The Guild of Merchant Explorers – recenzja – roll&write zrobiony inaczej.


Wykreślanki zdobywają sporą popularność na rynku gier planszowych. Małe, szybkie i kolorowe gry do plecaka, które można zabrać ze sobą wszędzie. The Guild of Merchant Explorers to gra czerpiąca pełnymi garściami z gatunku roll&write, ale na tyle inna i ciekawa, że warto ją poznać bliżej. Zapraszam do recenzji.

The Guild of Merchant Explorers to gra wydana przez Alder ac Entertainment Group. Próżno szukać jeszcze polskiego wydania, bo żadne z rodzimych wydawnictw nie zainteresowało się tą perełką. Maksymalnie czterech graczy dostało od królowej rozkaz – należy stworzyć mapę królestwa. Stare są nieaktualne, więc musimy eksplorować pobliskie tereny i dotrzeć do najdalszych zakątków kryjących skarby, czy stare i monumentalne wieże magów. The Guild of Merchant Explorers czerpie sporo rozwiązań z gatunku gier wykreślankowych, ale ma na siebie całkiem niezły pomysł. Nasze poczynania oznaczamy kosteczkami, zdobywamy monety i poszerzamy naszą wiedzę o krainie, a wszystko to zamyka się w jakichś 20 minutach.

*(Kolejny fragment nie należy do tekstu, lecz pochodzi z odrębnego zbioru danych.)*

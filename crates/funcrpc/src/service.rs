//! # Provider Service
//!
//! The method contract of a provider server and the router that maps an
//! inbound Call frame onto it.
//!
//! ## Planes
//! - **Introspection**: metadata and schema.
//! - **Function**: listing and calling functions.
//! - **Configuration**: provider config validation, configuration, shutdown.
//! - **Resource**: managed resources and data sources. Their bodies are
//!   passed through as `RawMessage` and never decoded by the router, so a
//!   server that offers none can refuse every request the same way.

use async_trait::async_trait;
use serde::Serialize;
use serde::de::DeserializeOwned;
use tracing::debug;
use tracing::warn;

use crate::error::Result;
use crate::error::Status;
use crate::frame::Frame;
use crate::frame::ReplyFrame;
use crate::frame::decode_message;
use crate::frame::encode_message;
use crate::messages::*;

/// An undecoded request or response body.
#[derive(Debug, Clone, Default, PartialEq, Eq)]
pub struct RawMessage(pub Vec<u8>);

#[derive(Debug, Clone, Copy, PartialEq, Eq)]
pub enum Plane {
    Introspection,
    Function,
    Configuration,
    Resource,
}

#[derive(Debug, Clone, Copy, PartialEq, Eq, Hash)]
pub enum Method {
    GetMetadata,
    GetProviderSchema,
    GetFunctions,
    CallFunction,
    ValidateProviderConfig,
    ConfigureProvider,
    StopProvider,
    ValidateResourceConfig,
    ValidateDataResourceConfig,
    UpgradeResourceState,
    ReadResource,
    PlanResourceChange,
    ApplyResourceChange,
    ImportResourceState,
    MoveResourceState,
    ReadDataSource,
}

impl Method {
    pub const ALL: [Method; 16] = [
        Method::GetMetadata,
        Method::GetProviderSchema,
        Method::GetFunctions,
        Method::CallFunction,
        Method::ValidateProviderConfig,
        Method::ConfigureProvider,
        Method::StopProvider,
        Method::ValidateResourceConfig,
        Method::ValidateDataResourceConfig,
        Method::UpgradeResourceState,
        Method::ReadResource,
        Method::PlanResourceChange,
        Method::ApplyResourceChange,
        Method::ImportResourceState,
        Method::MoveResourceState,
        Method::ReadDataSource,
    ];

    /// The name carried in a Call frame.
    pub fn as_str(&self) -> &'static str {
        match self {
            Self::GetMetadata => "GetMetadata",
            Self::GetProviderSchema => "GetProviderSchema",
            Self::GetFunctions => "GetFunctions",
            Self::CallFunction => "CallFunction",
            Self::ValidateProviderConfig => "ValidateProviderConfig",
            Self::ConfigureProvider => "ConfigureProvider",
            Self::StopProvider => "StopProvider",
            Self::ValidateResourceConfig => "ValidateResourceConfig",
            Self::ValidateDataResourceConfig => "ValidateDataResourceConfig",
            Self::UpgradeResourceState => "UpgradeResourceState",
            Self::ReadResource => "ReadResource",
            Self::PlanResourceChange => "PlanResourceChange",
            Self::ApplyResourceChange => "ApplyResourceChange",
            Self::ImportResourceState => "ImportResourceState",
            Self::MoveResourceState => "MoveResourceState",
            Self::ReadDataSource => "ReadDataSource",
        }
    }

    pub fn from_name(name: &str) -> Option<Self> {
        Self::ALL.into_iter().find(|m| m.as_str() == name)
    }

    pub fn plane(&self) -> Plane {
        match self {
            Self::GetMetadata | Self::GetProviderSchema => Plane::Introspection,
            Self::GetFunctions | Self::CallFunction => Plane::Function,
            Self::ValidateProviderConfig | Self::ConfigureProvider | Self::StopProvider => Plane::Configuration,
            _ => Plane::Resource,
        }
    }
}

impl std::fmt::Display for Method {
    fn fmt(&self, f: &mut std::fmt::Formatter<'_>) -> std::fmt::Result {
        f.write_str(self.as_str())
    }
}

type Reply<T> = std::result::Result<T, Status>;

/// Everything a provider server answers.
#[async_trait]
pub trait ProviderServer: Send + Sync + 'static {
    async fn get_metadata(&self, req: GetMetadataRequest) -> Reply<GetMetadataResponse>;
    async fn get_provider_schema(&self, req: GetProviderSchemaRequest) -> Reply<GetProviderSchemaResponse>;
    async fn get_functions(&self, req: GetFunctionsRequest) -> Reply<GetFunctionsResponse>;
    async fn call_function(&self, req: CallFunctionRequest) -> Reply<CallFunctionResponse>;

    async fn validate_provider_config(&self, req: ValidateProviderConfigRequest) -> Reply<ValidateProviderConfigResponse>;
    async fn configure_provider(&self, req: ConfigureProviderRequest) -> Reply<ConfigureProviderResponse>;
    async fn stop_provider(&self, req: StopProviderRequest) -> Reply<StopProviderResponse>;

    async fn validate_resource_config(&self, req: RawMessage) -> Reply<RawMessage>;
    async fn validate_data_resource_config(&self, req: RawMessage) -> Reply<RawMessage>;
    async fn upgrade_resource_state(&self, req: RawMessage) -> Reply<RawMessage>;
    async fn read_resource(&self, req: RawMessage) -> Reply<RawMessage>;
    async fn plan_resource_change(&self, req: RawMessage) -> Reply<RawMessage>;
    async fn apply_resource_change(&self, req: RawMessage) -> Reply<RawMessage>;
    async fn import_resource_state(&self, req: RawMessage) -> Reply<RawMessage>;
    async fn move_resource_state(&self, req: RawMessage) -> Reply<RawMessage>;
    async fn read_data_source(&self, req: RawMessage) -> Reply<RawMessage>;
}

// ============================================================================
//  ROUTER
// ============================================================================

/// Runs one method against `server`, decoding the request body and encoding the response.
pub async fn route(server: &dyn ProviderServer, method: Method, body: &[u8]) -> Reply<Vec<u8>> {
    match method {
        Method::GetMetadata => respond(server.get_metadata(request(method, body)?).await?),
        Method::GetProviderSchema => respond(server.get_provider_schema(request(method, body)?).await?),
        Method::GetFunctions => respond(server.get_functions(request(method, body)?).await?),
        Method::CallFunction => respond(server.call_function(request(method, body)?).await?),
        Method::ValidateProviderConfig => respond(server.validate_provider_config(request(method, body)?).await?),
        Method::ConfigureProvider => respond(server.configure_provider(request(method, body)?).await?),
        Method::StopProvider => respond(server.stop_provider(request(method, body)?).await?),
        Method::ValidateResourceConfig => raw(server.validate_resource_config(RawMessage(body.to_vec())).await),
        Method::ValidateDataResourceConfig => raw(server.validate_data_resource_config(RawMessage(body.to_vec())).await),
        Method::UpgradeResourceState => raw(server.upgrade_resource_state(RawMessage(body.to_vec())).await),
        Method::ReadResource => raw(server.read_resource(RawMessage(body.to_vec())).await),
        Method::PlanResourceChange => raw(server.plan_resource_change(RawMessage(body.to_vec())).await),
        Method::ApplyResourceChange => raw(server.apply_resource_change(RawMessage(body.to_vec())).await),
        Method::ImportResourceState => raw(server.import_resource_state(RawMessage(body.to_vec())).await),
        Method::MoveResourceState => raw(server.move_resource_state(RawMessage(body.to_vec())).await),
        Method::ReadDataSource => raw(server.read_data_source(RawMessage(body.to_vec())).await),
    }
}

fn request<T: DeserializeOwned>(method: Method, body: &[u8]) -> Reply<T> {
    decode_message(body).map_err(|e| Status::invalid_argument(format!("malformed {} request: {}", method, e)))
}

fn respond<T: Serialize>(resp: T) -> Reply<Vec<u8>> {
    encode_message(&resp).map_err(|e| Status::internal(format!("failed to encode response: {}", e)))
}

fn raw(resp: Reply<RawMessage>) -> Reply<Vec<u8>> {
    resp.map(|msg| msg.0)
}

/// Answers one inbound frame with an encoded Reply frame.
///
/// Every frame gets a reply; frames that cannot be decoded are answered on sequence 0.
pub async fn handle_frame(server: &dyn ProviderServer, payload: &[u8]) -> Result<Vec<u8>> {
    let reply = match Frame::decode(payload) {
        Err(e) => {
            warn!(error = %e, "undecodable frame");
            ReplyFrame::err(0, Status::invalid_argument(format!("undecodable frame: {}", e)))
        }
        Ok(Frame::Reply(reply)) => {
            warn!(seq = reply.seq, "received a Reply frame where a Call was expected");
            ReplyFrame::err(reply.seq, Status::invalid_argument("expected a Call frame"))
        }
        Ok(Frame::Call(call)) => match Method::from_name(&call.method) {
            None => {
                debug!(seq = call.seq, method = %call.method, "unknown method");
                ReplyFrame::err(call.seq, Status::unimplemented(format!("unknown method {}", call.method)))
            }
            Some(method) => {
                debug!(seq = call.seq, %method, "dispatching call");
                match route(server, method, &call.body).await {
                    Ok(body) => ReplyFrame::ok(call.seq, body),
                    Err(status) => ReplyFrame::err(call.seq, status),
                }
            }
        },
    };
    Frame::Reply(reply).encode()
}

W kilku słowach, jak gramy

Na początku musimy wybrać mapkę, na której będziemy grać i rozdać identyczną wszystkim uczestnikom. Każda plansza przedstawia wycinek królestwa z zaznaczonymi pola, na których będziemy układać kosteczki symbolizujące nasze odkrycia. Mapy różnią się między sobą układem terenów oraz mogą wprowadzać dodatkowe zasady i restrykcje.

Każda rozgrywka trwa przez cztery rundy, które są podzielone na mniejsze tury wyznaczane przez pociągnięcie jeden z kart odkrywców. Jeden z graczy odkrywa pierwszą kartę i umieszcza ją na planszy jako przypomnienie, jakie tereny już odwiedziliśmy, a co jeszcze nas czeka. Następnie wszyscy symultanicznie wybieramy pasujące miejsce i tam kładziemy naszą kostkę. Żeby nie było za prosto, możemy eksplorować tylko tereny przylegające do pola startowego, wcześniej odkrytego lub zawierającego żeton wioski. Gdy nasze pole zakryje jakiś symbol automatycznie zbieramy przypisaną do niego nagrodę. Najczęściej będziemy zgarniać monetki, które kładziemy zakrytą stroną przed nami. Ilość pieniędzy to informacja tajna, którą nie powinniśmy się dzielić z innymi. Możemy też odkryć zatopione skarby, które pozwolą nam na dobranie jednorazowej karty z drobnym bonusem. Inną aktywnością jest odkrywanie wież, które dają nam punkty w zależności od liczby już zbadanych budowli tego typu.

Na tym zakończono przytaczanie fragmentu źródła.